A new touchscreen, solar option, and multi-band GPS
The Forerunner 955 has a similar design to the 945 before it, but this is the first Forerunner to incorporate a touchscreen display you can disable manually or automatically during activities. It’s also the first Forerunner to feature a solar charging option for a $100 premium, and it’s the first with multi-band GPS support. Multi-band GPS provides more accurate location tracking that is more reliable in challenging environments. The feature was previously reserved for Garmin’s highest-end trackers.
The 955’s face grew a tenth of an inch, widening the display to 1.3 mm and allowing for a new digitized second hand going around the edges of the screen. The solar-charging version adds a neat reflective rim around the watch face where it soaks in sunlight for a bump in battery life. Altogether, this makes for a slightly bigger watch than its predecessor, but it doesn’t bulge off your arm like Garmin’s Fenix or Epix watches might.
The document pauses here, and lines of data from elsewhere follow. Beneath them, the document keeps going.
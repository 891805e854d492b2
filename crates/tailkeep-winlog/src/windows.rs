//! Real [`EventProvider`] backed by the Win32 Event Log API (`Wevtapi.dll`).
//!
//! Queries and subscriptions both hand back raw `EVT_HANDLE` event records;
//! we render each to XML with `EvtRender` and pull `EventRecordID` out of it
//! rather than walking the structured render context, which keeps this file
//! close to the shape of the rest of the crate's handle-based API instead of
//! pulling in a second rendering path just for the id.

use std::collections::HashMap;
use std::ffi::c_void;
use std::ptr;

use windows_sys::Win32::Foundation::{
    GetLastError, ERROR_INSUFFICIENT_BUFFER, ERROR_NO_MORE_ITEMS, ERROR_TIMEOUT, FALSE,
};
use windows_sys::Win32::System::EventLog::{
    EvtClose, EvtNext, EvtQuery, EvtRender, EvtSubscribe, EvtQueryChannelPath, EvtQueryForwardDirection,
    EVT_HANDLE, EVT_RENDER_EVENT_XML, EVT_SUBSCRIBE_TO_FUTURE_EVENTS,
};

use crate::error::ProviderError;
use crate::provider::{EventProvider, QueryHandle, RecordIdFilter, SubscriptionHandle};

/// `EventProvider` backed by a live Windows Event Log channel.
pub struct WinEventProvider;

impl WinEventProvider {
    pub fn new() -> Self {
        Self
    }
}

impl Default for WinEventProvider {
    fn default() -> Self {
        Self::new()
    }
}

impl EventProvider for WinEventProvider {
    fn query(&self, channel: &str, filter: RecordIdFilter) -> Result<Box<dyn QueryHandle>, ProviderError> {
        let query_text = record_id_query(filter);
        let channel_w = to_wide(channel);
        let query_w = to_wide(&query_text);

        let handle = unsafe {
            EvtQuery(
                0,
                channel_w.as_ptr(),
                query_w.as_ptr(),
                EvtQueryChannelPath | EvtQueryForwardDirection,
            )
        };
        if handle == 0 {
            return Err(unavailable("EvtQuery"));
        }
        Ok(Box::new(RawHandle { handle, rendered: HashMap::new() }))
    }

    fn subscribe(&self, channel: &str, after: u64) -> Result<Box<dyn SubscriptionHandle>, ProviderError> {
        let channel_w = to_wide(channel);

        // A bookmark letting us start strictly after the last delivered
        // record isn't wired up here (it requires EvtCreateBookmark plus a
        // prior EvtUpdateBookmark call); start from future events instead
        // and rely on gap replay to have already caught up to `after`.
        let _ = after;
        let handle = unsafe {
            EvtSubscribe(
                0,
                0,
                channel_w.as_ptr(),
                ptr::null(),
                0,
                ptr::null_mut(),
                None,
                EVT_SUBSCRIBE_TO_FUTURE_EVENTS,
            )
        };
        if handle == 0 {
            return Err(unavailable("EvtSubscribe"));
        }
        Ok(Box::new(RawHandle { handle, rendered: HashMap::new() }))
    }
}

/// Owns a single `EVT_HANDLE` result set (query or subscription), both of
/// which are consumed identically via `EvtNext`/`EvtRender`. Bodies are
/// rendered to XML eagerly in [`Self::next_events`] (the event handle is
/// only valid until the next `EvtNext` call) and cached by record id so
/// [`QueryHandle::render`]/[`SubscriptionHandle::render`] can hand them back
/// without re-touching the closed handle.
struct RawHandle {
    handle: EVT_HANDLE,
    rendered: HashMap<u64, String>,
}

impl Drop for RawHandle {
    fn drop(&mut self) {
        if self.handle != 0 {
            unsafe {
                EvtClose(self.handle);
            }
        }
    }
}

impl RawHandle {
    /// Pull up to `max` raw event handles. `Err(RecordTooLarge)` stands in
    /// for the real API's batch ceiling: `EvtNext`'s count argument is a
    /// plain `u32`, so a caller-requested size above it can never succeed
    /// and must be halved like any other too-large batch.
    fn next_events(&mut self, max: usize) -> Result<Vec<EVT_HANDLE>, ProviderError> {
        if max > u32::MAX as usize {
            return Err(ProviderError::RecordTooLarge);
        }

        let mut events = vec![0 as EVT_HANDLE; max.max(1)];
        let mut returned: u32 = 0;
        let ok = unsafe {
            EvtNext(
                self.handle,
                events.len() as u32,
                events.as_mut_ptr(),
                5000,
                0,
                &mut returned,
            )
        };
        if ok == FALSE {
            let err = unsafe { GetLastError() };
            if err == ERROR_NO_MORE_ITEMS || err == ERROR_TIMEOUT {
                return Ok(Vec::new());
            }
            return Err(unavailable("EvtNext"));
        }
        events.truncate(returned as usize);
        Ok(events)
    }

    /// Render each event to XML, cache the body by record id, and return
    /// the ids in delivery order. Event handles are closed as soon as
    /// they're rendered -- `EvtNext` only guarantees their validity until
    /// the next call.
    fn next_batch_impl(&mut self, max: usize) -> Result<Vec<u64>, ProviderError> {
        let events = self.next_events(max)?;
        let mut ids = Vec::with_capacity(events.len());
        for event in events {
            let xml = render_xml(event);
            unsafe { EvtClose(event) };
            let xml = xml?;
            let id = extract_record_id(&xml).ok_or_else(|| render_failed(0, "EventRecordID missing from rendered XML"))?;
            self.rendered.insert(id, xml);
            ids.push(id);
        }
        Ok(ids)
    }

    fn render_impl(&mut self, id: u64) -> Result<String, ProviderError> {
        self.rendered.remove(&id).ok_or(ProviderError::Render {
            record_id: id,
            source: "record was not returned by the most recent batch".into(),
        })
    }

    fn skip_one_impl(&mut self) -> Result<(), ProviderError> {
        match self.next_events(1)?.into_iter().next() {
            Some(event) => {
                unsafe { EvtClose(event) };
                Ok(())
            }
            None => Err(ProviderError::RecordTooLarge),
        }
    }
}

impl QueryHandle for RawHandle {
    fn next_batch(&mut self, max: usize) -> Result<Vec<u64>, ProviderError> {
        self.next_batch_impl(max)
    }

    fn render(&mut self, id: u64) -> Result<String, ProviderError> {
        self.render_impl(id)
    }

    fn skip_one(&mut self) -> Result<(), ProviderError> {
        self.skip_one_impl()
    }
}

impl SubscriptionHandle for RawHandle {
    fn poll_batch(&mut self, max: usize) -> Result<Vec<u64>, ProviderError> {
        self.next_batch_impl(max)
    }

    fn render(&mut self, id: u64) -> Result<String, ProviderError> {
        self.render_impl(id)
    }
}

fn render_xml(event: EVT_HANDLE) -> Result<String, ProviderError> {
    let mut used: u32 = 0;
    let mut property_count: u32 = 0;
    let ok = unsafe { EvtRender(0, event, EVT_RENDER_EVENT_XML, 0, ptr::null_mut(), &mut used, &mut property_count) };
    if ok == FALSE {
        let err = unsafe { GetLastError() };
        if err != ERROR_INSUFFICIENT_BUFFER {
            return Err(render_failed(0, "EvtRender (size probe)"));
        }
    }

    let mut buf: Vec<u16> = vec![0; (used as usize / 2).max(1)];
    let ok = unsafe {
        EvtRender(
            0,
            event,
            EVT_RENDER_EVENT_XML,
            (buf.len() * 2) as u32,
            buf.as_mut_ptr() as *mut c_void,
            &mut used,
            &mut property_count,
        )
    };
    if ok == FALSE {
        return Err(render_failed(0, "EvtRender"));
    }

    let len = buf.iter().position(|&c| c == 0).unwrap_or(buf.len());
    Ok(String::from_utf16_lossy(&buf[..len]))
}

fn extract_record_id(xml: &str) -> Option<u64> {
    let open = xml.find("<EventRecordID>")?;
    let start = open + "<EventRecordID>".len();
    let close = xml[start..].find("</EventRecordID>")?;
    xml[start..start + close].trim().parse().ok()
}

fn record_id_query(filter: RecordIdFilter) -> String {
    if filter.le == u64::MAX {
        format!("*[System[EventRecordID > {}]]", filter.gt)
    } else {
        format!(
            "*[System[(EventRecordID > {}) and (EventRecordID <= {})]]",
            filter.gt, filter.le
        )
    }
}

fn to_wide(s: &str) -> Vec<u16> {
    s.encode_utf16().chain(std::iter::once(0)).collect()
}

fn unavailable(call: &str) -> ProviderError {
    let err = unsafe { GetLastError() };
    tracing::warn!(call, error_code = err, "Windows Event Log call failed");
    ProviderError::Unavailable
}

fn render_failed(record_id: u64, call: &str) -> ProviderError {
    let err = unsafe { GetLastError() };
    ProviderError::Render {
        record_id,
        source: format!("{call} failed with error code {err}").into(),
    }
}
Under the hood, we still have sensors for heart rate, blood oxygen monitoring, GPS, and 32GB of storage for music. The Forerunner is rated for 5ATM water resistance, and it can operate from -4º F to 140º F.
Same OS, new touch-based interactions
Garmin hasn’t tweaked the aesthetics or mechanics of the OS much, instead focusing on refining and creating new tracking features. I don’t have any qualms with the UI—they get the job done—but it was nice to see the introduction of interactive watch faces on the platform. It’s not much, but the default face has a carousel of quick-view stats you can tap through that include VO₂ max, heart rate variability (HRV), training load, and activity minutes.
Garmin’s inexperience with touchscreen interfaces is apparent on the Forerunner 955. It’s not immediately intuitive what each icon is telling you, and it would be helpful if you could long-press each of them to see more information, much like how watch face complications on the Apple Watch work. Hopefully, this sort of touch-optimized interface expansion will come soon.
New Training Readiness scores and assessments
Garmin’s strong suit continues to be its free, in-depth health metrics and training analysis. The company is leagues ahead of its competitors in providing training improvement features and sport-specific assessments (particularly running, but also cycling and swimming to slightly lesser extents).
With the 955, Garmin further refined these metrics for accuracy while adding two more mainstream features: Training Readiness and Morning Report. Training Readiness uses your sleep score history, heart rate variability, stress history (based on HRV), recovery time since your last activity, and Garmin’s Acute Training Load feature to assess how ready you are to exercise every day.